Sie hatte fast den Eindruck, als wäre es Kohlman lieber, dass sie nicht zahlte und ihr Land verlor. Aber warum?
Ein Schild in einem Ladenfenster erregte ihre Aufmerksamkeit. Sie verlangsamte ihre Schritte.
Sie hielt sich schützend die Hand über die Stirn und sah nach oben. Hudsons Herrenschneiderei. Mit dem Gefühl, dass das ihre letzte Chance sein könnte, blickte sie auf ihren regendurchnässten Rock und den schlammverschmierten Saum hinab und hoffte, dieser Mr Hudson wäre großzügig und ließe sich vom ersten Eindruck, den sie in dieser Aufmachung abgab, nicht beirren.

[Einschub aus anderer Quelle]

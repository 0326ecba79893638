//! Given steps for task collaboration BDD scenarios.

use super::world::{CollaborationWorld, build_registration, run_async};
use eyre::WrapErr;
use rstest_bdd_macros::given;

#[given(r#"a registered user named "{name}""#)]
fn a_registered_user_named(
    world: &mut CollaborationWorld,
    name: String,
) -> Result<(), eyre::Report> {
    let user = run_async(world.registration.register(build_registration(&name)))
        .wrap_err("register scenario user")?;
    world.users.insert(name, user);
    Ok(())
}

#[given("the default categories have been seeded")]
fn default_categories_seeded(world: &mut CollaborationWorld) -> Result<(), eyre::Report> {
    let created = run_async(world.seeder.ensure_defaults()).wrap_err("seed default categories")?;
    if created != 5 {
        return Err(eyre::eyre!("expected 5 seeded categories, got {created}"));
    }
    Ok(())
}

Am Abend schlich Kathryn durch die Hintertür des Bordells in das kleine Zimmer hinter der Küche, das Annabelle ihr am Morgen gezeigt hatte. Es war nicht viel größer als ein Schrank. Sie zündete einen Kerzenstumpen an und schloss die Tür hinter sich. Dabei stolperte sie beinahe über ihre Truhe. Gabe musste sie irgendwann im Laufe des Tages gebracht haben. Sie freute sich darauf, ihn zu sehen, wenn auch nur, um ihn zu fragen, was in aller Welt er sich dabei gedacht hatte, sie an einen solchen Ort zu bringen.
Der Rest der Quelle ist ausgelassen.